Before beginning containment, the incident response team should intentionally define a strategy based on factors such as the known impact to the environment, the threat actor’s likely motivation, and experts’ experience with this or similar threat actors in other environments.
If it’s likely that the attacker desires to maintain a long-term presence in the environment, and the scope of the attacker’s access is not well understood, responders should avoid piecemeal containment actions. To avoid a lengthy “whack-a-mole” game in those situations, it is crucial to first understand all of the mechanisms by which the attacker maintains persistence and execute a package of containment actions simultaneously.

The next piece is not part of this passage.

//! `zoo-report` command-line front end.

mod cli;

pub use cli::{exit_code, init_tracing, run, run_with, Args};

For many of today’s attacks, particularly those with obvious destructive impacts, it’s wise to immediately begin containment and recovery activities in parallel. Simply stated, the goal of containment is to deny the attacker access to the environment. While there is a variety of means to accomplish this, some of the most important activities to consider are listed below.
It’s important to strike the right balance between the sometimes competing goals of preserving evidence and containing the threat. The most effective way to do this is to establish close coordination between the investigation and containment teams. By working from a single source of truth related to system status, the investigation team can flag systems for immediate triage data collection and be included in decisions that may affect evidence. Keep in mind that the evidence referred to here is primarily going to be used by the investigation team to fully understand the intrusion and its impact — it’s rare that such evidence is used in criminal legal proceedings. If you’re preserving forensic images of every system that may have been accessed by an attacker, you’re likely going above and beyond what is truly needed.
When planning containment, focus on measures that are immediately disruptive to the attacker and are relatively low effort. Beyond those immediate containment measures, resist the urge to implement additional enhancements until business operations have substantially been restored.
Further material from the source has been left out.